◆ Work request ◆
Using the data that follows, return exactly the lines from the one that contains "Err(e) if e.kind()" through the one that contains "for (key, before_val)", ends included.

◆ Data provided ◆
--------------------------------------------------

//! File I/O utilities with atomic writes

use std::fs::{self, File};
use std::io::{BufReader, BufWriter, Write};
use std::path::Path;

use serde::{de::DeserializeOwned, Serialize};

use crate::error::{BudgetError, BudgetResult};

/// Read JSON from a file, returning a default value if the file doesn't exist
pub fn read_json<T, P>(path: P) -> BudgetResult<T>
where
    T: DeserializeOwned + Default,
    P: AsRef<Path>,
{
    Ok(read_json_optional(path)?.unwrap_or_default())
}

/// Read JSON from a file, returning `None` if the file doesn't exist
pub fn read_json_optional<T, P>(path: P) -> BudgetResult<Option<T>>
where
    T: DeserializeOwned,
    P: AsRef<Path>,
{
    let path = path.as_ref();
    if !path.exists() {
        return Ok(None);
    }

    let file = File::open(path)
        .map_err(|e| BudgetError::Storage(format!("Failed to open {}: {}", path.display(), e)))?;

    serde_json::from_reader(BufReader::new(file))
        .map(Some)
        .map_err(|e| BudgetError::Storage(format!("Failed to parse {}: {}", path.display(), e)))
}

/// Write JSON to a file atomically (write to temp, then rename)
pub fn write_json_atomic<T, P>(path: P, data: &T) -> BudgetResult<()>
where
    T: Serialize,
    P: AsRef<Path>,
{
    let path = path.as_ref();

    if let Some(parent) = path.parent() {
        fs::create_dir_all(parent).map_err(|e| {
            BudgetError::Storage(format!(
                "Failed to create directory {}: {}",
                parent.display(),
                e
            ))
        })?;
    }

    // Same directory as the target so the rename stays on one filesystem
    let temp_path = path.with_extension("json.tmp");

    let file = File::create(&temp_path)
        .map_err(|e| BudgetError::Storage(format!("Failed to create temp file: {}", e)))?;

    let mut writer = BufWriter::new(file);
    serde_json::to_writer_pretty(&mut writer, data)
        .map_err(|e| BudgetError::Storage(format!("Failed to serialize data: {}", e)))?;
    writer
        .flush()
        .map_err(|e| BudgetError::Storage(format!("Failed to flush data: {}", e)))?;
    writer
        .get_ref()
        .sync_all()
        .map_err(|e| BudgetError::Storage(format!("Failed to sync data: {}", e)))?;

    fs::rename(&temp_path, path).map_err(|e| {
        let _ = fs::remove_file(&temp_path);
        BudgetError::Storage(format!("Failed to rename temp file: {}", e))
    })
}

/// Delete a file; returns whether it existed
pub fn remove_if_exists<P: AsRef<Path>>(path: P) -> BudgetResult<bool> {
    let path = path.as_ref();
    match fs::remove_file(path) {
        Ok(()) => Ok(true),
        Err(e) if e.kind() == std::io::ErrorKind::NotFound => Ok(false),
        Err(e) => Err(BudgetError::Storage(format!(
            "Failed to remove {}: {}",
            path.display(),
            e
        ))),
    }
}
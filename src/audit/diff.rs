//! Human-readable diffs between JSON snapshots

use serde_json::Value;

const MAX_VALUE_CHARS: usize = 50;

/// Describe the top-level changes between two snapshots
///
/// Returns `None` when nothing changed.
pub fn generate_diff(before: &Value, after: &Value) -> Option<String> {
    let changes = match (before, after) {
        (Value::Object(before_obj), Value::Object(after_obj)) => {
            let mut changes = Vec::new();
            for (key, before_val) in before_obj {
                match after_obj.get(key) {
                    Some(after_val) if after_val != before_val => changes.push(format!(
                        "{}: {} -> {}",
                        key,
                        format_value(before_val),
                        format_value(after_val)
                    )),
                    Some(_) => {}
                    None => changes.push(format!("{}: {} -> (removed)", key, format_value(before_val))),
                }
            }
            for (key, after_val) in after_obj {
                if !before_obj.contains_key(key) {
                    changes.push(format!("{}: (added) -> {}", key, format_value(after_val)));
                }
            }
            changes
        }
        _ if before != after => vec![format!("{} -> {}", format_value(before), format_value(after))],
        _ => Vec::new(),
    };

    if changes.is_empty() {
        None
    } else {
        Some(changes.join(", "))
    }
}

fn format_value(value: &Value) -> String {
    match value {
        Value::String(s) if s.chars().count() > MAX_VALUE_CHARS => {
            let head: String = s.chars().take(MAX_VALUE_CHARS - 3).collect();
            format!("\"{}...\"", head)
        }
        Value::String(s) => format!("\"{}\"", s),
        Value::Array(arr) => format!("[{} items]", arr.len()),
        Value::Object(obj) => format!("{{{} fields}}", obj.len()),
        other => other.to_string(),
    }
}
//! Storage layer for budgetline
//!
//! JSON file storage with atomic writes, plus the audit log that records
//! every change made through it.

pub mod file_io;
pub mod tables;

pub use file_io::{read_json, write_json_atomic};
pub use tables::{FileTableStore, MemoryTableStore, TableStore};

use crate::audit::{AuditEntry, AuditLogger};
use crate::config::paths::BudgetPaths;
use crate::error::BudgetResult;

/// Storage coordinator: table store plus audit log
pub struct Storage {
    paths: BudgetPaths,
    pub tables: Box<dyn TableStore>,
    audit: AuditLogger,
}

impl Storage {
    /// Open file-backed storage, creating directories as needed
    pub fn new(paths: BudgetPaths) -> BudgetResult<Self> {
        paths.ensure_directories()?;

        Ok(Self {
            tables: Box::new(FileTableStore::new(paths.tables_dir())),
            audit: AuditLogger::new(paths.audit_log()),
            paths,
        })
    }

    /// Storage with tables held in memory; the audit log still goes to `paths`
    pub fn in_memory(paths: BudgetPaths) -> Self {
        Self {
            tables: Box::new(MemoryTableStore::new()),
            audit: AuditLogger::new(paths.audit_log()),
            paths,
        }
    }

    pub fn paths(&self) -> &BudgetPaths {
        &self.paths
    }

    pub fn audit(&self) -> &AuditLogger {
        &self.audit
    }

    /// Append an entry to the audit log
    pub fn log(&self, entry: &AuditEntry) -> BudgetResult<()> {
        self.audit.log(entry)
    }
}
//! Budget table categories and the unit × category key tables are stored under

use serde::{Deserialize, Serialize};
use std::fmt;
use std::str::FromStr;

/// The two line-item families a budget table can hold
#[derive(Debug, Clone, Copy, PartialEq, Eq, PartialOrd, Ord, Hash, Serialize, Deserialize)]
#[serde(rename_all = "lowercase")]
pub enum BudgetCategory {
    /// Travel line items ("Misiones")
    Missions,
    /// Contracted personnel line items ("Consultorías")
    Consulting,
}

impl BudgetCategory {
    /// Slug used in file names and storage keys
    pub fn slug(&self) -> &'static str {
        match self {
            BudgetCategory::Missions => "misiones",
            BudgetCategory::Consulting => "consultorias",
        }
    }

    /// All categories, in display order
    pub fn all() -> &'static [BudgetCategory] {
        &[BudgetCategory::Missions, BudgetCategory::Consulting]
    }
}

impl fmt::Display for BudgetCategory {
    fn fmt(&self, f: &mut fmt::Formatter<'_>) -> fmt::Result {
        match self {
            BudgetCategory::Missions => write!(f, "Misiones"),
            BudgetCategory::Consulting => write!(f, "Consultorías"),
        }
    }
}

impl FromStr for BudgetCategory {
    type Err = String;

    fn from_str(s: &str) -> Result<Self, Self::Err> {
        match s.trim().to_lowercase().as_str() {
            "misiones" | "mision" | "misión" | "missions" | "mission" => {
                Ok(BudgetCategory::Missions)
            }
            "consultorias" | "consultorías" | "consultoria" | "consultoría" | "consulting" => {
                Ok(BudgetCategory::Consulting)
            }
            other => Err(format!(
                "unknown category '{}' (expected 'misiones' or 'consultorias')",
                other
            )),
        }
    }
}

/// Identifies one stored table: an organizational unit and a category
#[derive(Debug, Clone, PartialEq, Eq, PartialOrd, Ord, Hash, Serialize, Deserialize)]
pub struct TableKey {
    pub unit: String,
    pub category: BudgetCategory,
}

impl TableKey {
    pub fn new(unit: impl Into<String>, category: BudgetCategory) -> Self {
        Self {
            unit: unit.into(),
            category,
        }
    }

    /// File-system safe stem, e.g. `VPO__misiones`
    pub fn file_stem(&self) -> String {
        let unit: String = self
            .unit
            .chars()
            .map(|c| {
                if c.is_ascii_alphanumeric() || c == '-' {
                    c
                } else {
                    '_'
                }
            })
            .collect();
        format!("{}__{}", unit, self.category.slug())
    }
}

impl fmt::Display for TableKey {
    fn fmt(&self, f: &mut fmt::Formatter<'_>) -> fmt::Result {
        write!(f, "{}/{}", self.unit, self.category)
    }
}

#[cfg(test)]
mod tests {
    use super::*;

    #[test]
    fn test_category_from_str() {
        assert_eq!(
            "Misiones".parse::<BudgetCategory>().unwrap(),
            BudgetCategory::Missions
        );
        assert_eq!(
            "Consultorías".parse::<BudgetCategory>().unwrap(),
            BudgetCategory::Consulting
        );
        assert!("viajes".parse::<BudgetCategory>().is_err());
    }

    #[test]
    fn test_file_stem_is_sanitized() {
        let key = TableKey::new("VP/Ops 2", BudgetCategory::Consulting);
        assert_eq!(key.file_stem(), "VP_Ops_2__consultorias");
    }

    #[test]
    fn test_key_display() {
        let key = TableKey::new("VPO", BudgetCategory::Missions);
        assert_eq!(key.to_string(), "VPO/Misiones");
    }
}
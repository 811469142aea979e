//! CSV source reader

use std::fs::File;
use std::io::Read;
use std::path::Path;

use csv::ReaderBuilder;

use super::RawTable;
use crate::error::{BudgetError, BudgetResult};
use crate::models::RawCell;

/// Read a CSV table from any reader; the first record is the header row
pub fn read_csv<R: Read>(reader: R, name: &str) -> BudgetResult<RawTable> {
    let mut csv_reader = ReaderBuilder::new()
        .has_headers(true)
        .flexible(true)
        .from_reader(reader);

    let headers = csv_reader
        .headers()?
        .iter()
        .map(|h| h.trim_start_matches('\u{feff}').trim().to_string())
        .collect();
    let mut table = RawTable::new(name, headers);

    for (line, record) in csv_reader.records().enumerate() {
        let record = record.map_err(|e| {
            BudgetError::Import(format!("{}: bad record at row {}: {}", name, line + 1, e))
        })?;
        table.rows.push(record.iter().map(RawCell::from_text).collect());
    }

    Ok(table)
}

/// Read a CSV file, naming the table after the file stem
pub fn read_csv_path(path: &Path) -> BudgetResult<RawTable> {
    let file = File::open(path)
        .map_err(|e| BudgetError::Import(format!("Failed to open {}: {}", path.display(), e)))?;
    let name = path
        .file_stem()
        .and_then(|s| s.to_str())
        .unwrap_or("csv")
        .to_string();
    read_csv(file, &name)
}
//! Settings commands

use clap::Subcommand;

use crate::audit::{generate_diff, AuditEntry, EntityType};
use crate::config::paths::BudgetPaths;
use crate::config::settings::Settings;
use crate::error::BudgetResult;
use crate::services::table::TableService;
use crate::storage::Storage;

#[derive(Subcommand, Debug)]
pub enum ConfigCommands {
    /// Show paths and calculation settings
    Show,

    /// Change a setting
    ///
    /// Keys: formula_variant (additive|factored), overhead_multiplier,
    /// overhead.<UNIT>, rounding (integer|two_decimal),
    /// trust_existing_total (true|false), currency_symbol
    Set { key: String, value: String },
}

pub fn handle_config_command(
    storage: &Storage,
    paths: &BudgetPaths,
    settings: &mut Settings,
    cmd: ConfigCommands,
) -> BudgetResult<()> {
    match cmd {
        ConfigCommands::Show => {
            let calc = &settings.calculation;
            println!("budgetline configuration");
            println!("========================");
            println!("Data directory:    {}", paths.base_dir().display());
            println!("Tables directory:  {}", paths.tables_dir().display());
            println!("Exports directory: {}", paths.exports_dir().display());
            println!("Audit log:         {}", paths.audit_log().display());
            println!();
            println!("formula_variant:      {}", calc.formula_variant);
            println!("overhead_multiplier:  {}", calc.overhead_multiplier);
            for (unit, value) in &calc.unit_overhead {
                println!("overhead.{:<12} {}", format!("{}:", unit), value);
            }
            println!("rounding:             {}", calc.rounding);
            println!("trust_existing_total: {}", calc.trust_existing_total);
            println!("currency_symbol:      {}", settings.currency_symbol);
        }
        ConfigCommands::Set { key, value } => {
            let before = serde_json::to_value(&*settings)?;
            settings.set_value(&key, &value)?;
            settings.save(paths)?;
            let after = serde_json::to_value(&*settings)?;

            storage.log(&AuditEntry::update(
                EntityType::Settings,
                "config",
                Some(key.clone()),
                &before,
                &after,
                generate_diff(&before["calculation"], &after["calculation"])
                    .or_else(|| generate_diff(&before, &after)),
            ))?;
            println!("Set {} = {}", key, value);

            if affects_totals(&key) {
                let rewritten = TableService::new(storage, settings).settle_all()?;
                if rewritten > 0 {
                    println!("Updated totals in {} stored table(s)", rewritten);
                }
            }
        }
    }
    Ok(())
}

/// Settings keys that change how totals are computed or rounded
fn affects_totals(key: &str) -> bool {
    matches!(
        key,
        "formula_variant"
            | "formula"
            | "overhead_multiplier"
            | "overhead"
            | "rounding"
            | "trust_existing_total"
    ) || key.starts_with("overhead.")
}

#[cfg(test)]
mod tests {
    use super::*;

    #[test]
    fn test_affects_totals() {
        assert!(affects_totals("formula_variant"));
        assert!(affects_totals("overhead.VPO"));
        assert!(affects_totals("rounding"));
        assert!(!affects_totals("currency_symbol"));
    }
}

--------------------------------------------------

◆ Response to this task ◆
        Err(e) if e.kind() == std::io::ErrorKind::NotFound => Ok(false),
        Err(e) => Err(BudgetError::Storage(format!(
            "Failed to remove {}: {}",
            path.display(),
            e
        ))),
    }
}
filename src/audit/diff.rs
//! Human-readable diffs between JSON snapshots

use serde_json::Value;

const MAX_VALUE_CHARS: usize = 50;

/// Describe the top-level changes between two snapshots
///
/// Returns `None` when nothing changed.
pub fn generate_diff(before: &Value, after: &Value) -> Option<String> {
    let changes = match (before, after) {
        (Value::Object(before_obj), Value::Object(after_obj)) => {
            let mut changes = Vec::new();
            for (key, before_val) in before_obj {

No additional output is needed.